Victor Lima Sedlmaier, um dos investigados na 6ª fase da Operação Compliance Zero, foi preso neste sábado (16) em Dubai, nos Emirados Árabes Unidos, e desembarcou no fim da tarde no Aeroporto Internacional de Guarulhos, em São Paulo, sob custódia da Polícia Federal (PF).
Segundo a PF, Sedlmaier estava entre os alvos dos mandados expedidos pelo ministro do Supremo Tribunal Federal (STF) André Mendonça, relator das investigações envolvendo o empresário Daniel Vorcaro, ex-controlador do extinto Banco Master.
Ao chegar ao Brasil, o investigado teve o mandado de prisão preventiva cumprido imediatamente.
Suspeita de integrar grupo hacker ligado a Daniel Vorcaro
De acordo com as investigações, Victor Lima Sedlmaier é suspeito de integrar o grupo conhecido como “Os Meninos”, apontado pela Polícia Federal como uma organização especializada em:
- ataques cibernéticos;
- invasões telemáticas;
- derrubada de perfis digitais;
- monitoramento ilegal.
A PF apura a atuação de Sedlmaier ao lado de David Henrique Alves e Rodrigo Pimenta Franco Avelar Campos, investigados por supostamente atuarem como o chamado “braço tecnológico” de Daniel Vorcaro.
Segundo as apurações, o trio teria recebido cerca de R$ 35 mil mensais para executar operações digitais clandestinas em benefício do empresário.
Cooperação internacional resultou na deportação
O diretor-geral da Polícia Federal, Andrei Rodrigues, afirmou que a prisão foi viabilizada por meio de cooperação internacional via Interpol com as autoridades de Dubai.
Sedlmaier foi localizado no aeroporto da cidade e impedido de ingressar no país.
Em nota oficial, a Polícia Federal informou que “em razão da existência de mandado de prisão expedido pelo Supremo Tribunal Federal, a Polícia Federal acionou mecanismos de cooperação policial internacional junto às autoridades daquele país, o que resultou na não admissão do investigado em Dubai e em sua imediata deportação ao Brasil.”

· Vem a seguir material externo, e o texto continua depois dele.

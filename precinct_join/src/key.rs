use std::fmt::Display;

use log::debug;
use serde_json::Map as JSMap;
use serde_json::Value as JSValue;

use crate::config::{FeatureFields, JoinError};

/// Number of characters kept from a precinct identifier.
const PRECINCT_CODE_LEN: usize = 4;

/// The identifier shared by the results file and the geometry file.
///
/// It is always 6 characters long: the county code on 2 zero-padded digits,
/// followed by the last 4 characters of the precinct identifier.
#[derive(Eq, PartialEq, Debug, Clone, Hash, Ord, PartialOrd)]
pub struct CanonicalKey(String);

impl CanonicalKey {
    pub fn as_str(&self) -> &str {
        self.0.as_str()
    }
}

impl Display for CanonicalKey {
    fn fmt(&self, f: &mut std::fmt::Formatter<'_>) -> std::fmt::Result {
        write!(f, "{}", self.0)
    }
}

fn key_error(county: impl ToString, precinct: &str, reason: &str) -> JoinError {
    JoinError::KeyFormat {
        county: county.to_string(),
        precinct: precinct.to_string(),
        reason: reason.to_string(),
    }
}

/// Builds the canonical key from a county number and a precinct identifier.
///
/// The precinct identifier may be either the local 4-character code or a longer
/// form that carries a prefix (state, county, ...). Only the last 4 characters
/// are kept, so both forms converge on the same key.
///
/// ```
/// use precinct_join::normalize;
///
/// assert_eq!(normalize(3, "0007")?.as_str(), "030007");
/// assert_eq!(normalize(3, "270030007")?.as_str(), "030007");
/// # Ok::<(), precinct_join::JoinError>(())
/// ```
pub fn normalize(county_id: i64, precinct_identifier: &str) -> Result<CanonicalKey, JoinError> {
    if county_id < 0 {
        return Err(key_error(
            county_id,
            precinct_identifier,
            "county id is negative",
        ));
    }
    if county_id >= 100 {
        return Err(key_error(
            county_id,
            precinct_identifier,
            "county id has more than 2 digits",
        ));
    }
    let num_chars = precinct_identifier.chars().count();
    if num_chars < PRECINCT_CODE_LEN {
        return Err(key_error(
            county_id,
            precinct_identifier,
            "precinct id is shorter than 4 characters",
        ));
    }
    let precinct_code: String = precinct_identifier
        .chars()
        .skip(num_chars - PRECINCT_CODE_LEN)
        .collect();
    Ok(CanonicalKey(format!("{:02}{}", county_id, precinct_code)))
}

/// Reads a county id written as text (`"3"`, `"03"`, `" 27 "`).
pub fn parse_county_id(raw: &str) -> Result<i64, JoinError> {
    raw.trim()
        .parse::<i64>()
        .map_err(|_| key_error(raw, "", "county id is not an integer"))
}

fn county_from_json(value: &JSValue, precinct: &str) -> Result<i64, JoinError> {
    match value {
        JSValue::Number(n) => {
            if let Some(x) = n.as_i64() {
                Ok(x)
            } else {
                // Some exports write the county as a float (3.0).
                match n.as_f64() {
                    Some(f) if f.fract() == 0.0 && f.abs() < 1e15 => Ok(f as i64),
                    _ => Err(key_error(n, precinct, "county id is not an integer")),
                }
            }
        }
        JSValue::String(s) => parse_county_id(s).map_err(|_| {
            key_error(s, precinct, "county id is not an integer")
        }),
        x => Err(key_error(x, precinct, "county id is not a number")),
    }
}

/// Derives the canonical key of a geometry feature from its properties.
pub fn feature_key(
    properties: &JSMap<String, JSValue>,
    fields: &FeatureFields,
) -> Result<CanonicalKey, JoinError> {
    let precinct: String = match properties.get(&fields.precinct_field) {
        Some(JSValue::String(s)) => s.clone(),
        Some(JSValue::Number(n)) => n.to_string(),
        _ => {
            let county = properties
                .get(&fields.county_field)
                .map(|v| v.to_string())
                .unwrap_or_default();
            return Err(key_error(
                county,
                "",
                &format!("missing property {}", fields.precinct_field),
            ));
        }
    };
    let county_value = properties
        .get(&fields.county_field)
        .ok_or_else(|| {
            key_error(
                "",
                &precinct,
                &format!("missing property {}", fields.county_field),
            )
        })?;
    let county_id = county_from_json(county_value, &precinct)?;
    let key = normalize(county_id, &precinct)?;
    debug!(
        "feature_key: county {:?} precinct {:?} -> {}",
        county_value, precinct, key
    );
    Ok(key)
}
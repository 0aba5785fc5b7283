//! Template execution engine.
//!
//! A template is a spreadsheet whose cells carry inline `${...}` expressions
//! and cell comments annotating commands (`sf:each`, `sf:if`, ...). Filling
//! replays annotated rectangles ("areas") against a data context: areas grow
//! or shrink with the data, every written cell records where it came from,
//! and a final pass rewrites formula references to follow the cells they
//! pointed at.

pub mod area;
pub mod builder;
pub mod command;
pub mod config;
pub mod context;
pub mod error;
pub mod expression;
pub mod filler;
pub mod formula;
pub mod transform;
pub mod validate;

#[cfg(feature = "rhai")]
pub mod rhai_eval;

#[cfg(test)]
pub(crate) mod testing;

pub use area::{Area, Binding};
pub use builder::{ANNOTATION_MARKER, AreaBuilder, parse_annotation};
pub use command::{
    AutoRowHeightCommand, Command, CommandFactory, CommandRegistry, CommandSpec, Direction,
    EachCommand, GridCommand, IfCommand, ImageCommand, MergeCellsCommand, SortOrder,
    UpdateCellCommand,
};
pub use config::FillConfig;
pub use context::{Context, VarGuard};
pub use error::TemplateError;
pub use expression::{ExpressionEvaluator, Notation};
pub use filler::{FillSummary, fill};
pub use formula::FormulaProcessor;
pub use transform::{
    CellData, CellKind, CellListener, DocumentTransformer, FormulaParams, FormulaStrategy,
    ImageKind, InMemoryTransformer,
};
pub use validate::{IssueKind, TemplateIssue, validate_template, validate_template_with};

#[cfg(feature = "rhai")]
pub use rhai_eval::RhaiEvaluator;

pub use sheetfill_common::{AreaRef, CellRef, Size, Value};
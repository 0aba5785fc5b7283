//! The expression-evaluator seam and `${...}` notation handling.
//!
//! The engine never interprets expressions itself; it hands them to an
//! injected [`ExpressionEvaluator`] together with the merged name
//! environment. This module owns the marker syntax that locates
//! expressions inside cell text.

use rustc_hash::FxHashMap;

use sheetfill_common::Value;

use crate::error::Result;

/// The begin/end markers wrapping expressions in cell text.
#[derive(Clone, Debug, Eq, PartialEq)]
pub struct Notation {
    begin: String,
    end: String,
}

impl Default for Notation {
    fn default() -> Self {
        Notation {
            begin: "${".to_string(),
            end: "}".to_string(),
        }
    }
}

impl Notation {
    /// Custom markers. Both must be non-empty; empty markers fall back to
    /// the defaults.
    pub fn new(begin: &str, end: &str) -> Self {
        if begin.is_empty() || end.is_empty() {
            return Notation::default();
        }
        Notation {
            begin: begin.to_string(),
            end: end.to_string(),
        }
    }

    pub fn begin(&self) -> &str {
        &self.begin
    }

    pub fn end(&self) -> &str {
        &self.end
    }

    /// Whether the text contains at least one complete expression.
    pub fn contains_expression(&self, text: &str) -> bool {
        match text.find(self.begin.as_str()) {
            Some(pos) => text[pos + self.begin.len()..].contains(self.end.as_str()),
            None => false,
        }
    }

    /// If the whole trimmed text is exactly one expression, its body.
    pub fn single_expression<'t>(&self, text: &'t str) -> Option<&'t str> {
        let trimmed = text.trim();
        let body = trimmed
            .strip_prefix(self.begin.as_str())?
            .strip_suffix(self.end.as_str())?;
        // An embedded begin marker means this is two expressions, not one.
        if body.contains(self.begin.as_str()) || body.contains(self.end.as_str()) {
            return None;
        }
        Some(body)
    }

    /// Split text into literal and expression fragments, left to right.
    /// An unterminated begin marker is treated as literal text.
    pub fn fragments<'t>(&self, text: &'t str) -> Vec<Fragment<'t>> {
        let mut out = Vec::new();
        let mut rest = text;
        while let Some(start) = rest.find(self.begin.as_str()) {
            let after_begin = &rest[start + self.begin.len()..];
            let Some(close) = after_begin.find(self.end.as_str()) else {
                break;
            };
            if start > 0 {
                out.push(Fragment::Literal(&rest[..start]));
            }
            out.push(Fragment::Expr(&after_begin[..close]));
            rest = &after_begin[close + self.end.len()..];
        }
        if !rest.is_empty() {
            out.push(Fragment::Literal(rest));
        }
        out
    }
}

/// One piece of marker-split cell text.
#[derive(Clone, Copy, Debug, Eq, PartialEq)]
pub enum Fragment<'t> {
    Literal(&'t str),
    Expr(&'t str),
}

/// External expression-language collaborator.
///
/// Implementations may be shared across concurrent fills, so any internal
/// compiled-expression cache must be safe for concurrent access.
pub trait ExpressionEvaluator: Send + Sync {
    /// Compile and run an expression against a named-value environment.
    fn evaluate(&self, expression: &str, env: &FxHashMap<String, Value>) -> Result<Value>;

    /// Check an expression compiles, without running it.
    fn check_syntax(&self, expression: &str) -> Result<()>;
}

Defesa nega fuga e contesta versão da PF
A defesa de Victor Lima Sedlmaier negou que ele estivesse foragido e afirmou que o investigado vinha colaborando com as autoridades desde março de 2026, quando teve celulares, computadores e outros bens apreendidos.
Os advogados sustentam que a viagem internacional ocorreu de forma regular, com passaporte emitido pela própria Polícia Federal e sem qualquer restrição judicial ativa à época.
“A saída do país ocorreu de forma absolutamente regular, transparente e autorizada pelos órgãos oficiais brasileiros”, diz trecho da nota.
A defesa também alegou não ter acesso integral aos autos da investigação, o que, segundo os advogados, comprometeria o pleno exercício do direito constitucional à ampla defesa e ao contraditório.
Operação Compliance Zero mira esquema de espionagem digital
A Operação Compliance Zero apura um suposto esquema de espionagem digital, invasão de sistemas e monitoramento clandestino, com desdobramentos ligados ao núcleo empresarial investigado no caso Banco Master.
Na fase mais recente da operação, deflagrada na última quinta-feira (14), foram decretadas sete prisões preventivas.
Sedlmaier era o único alvo ainda não localizado até sua prisão em Dubai.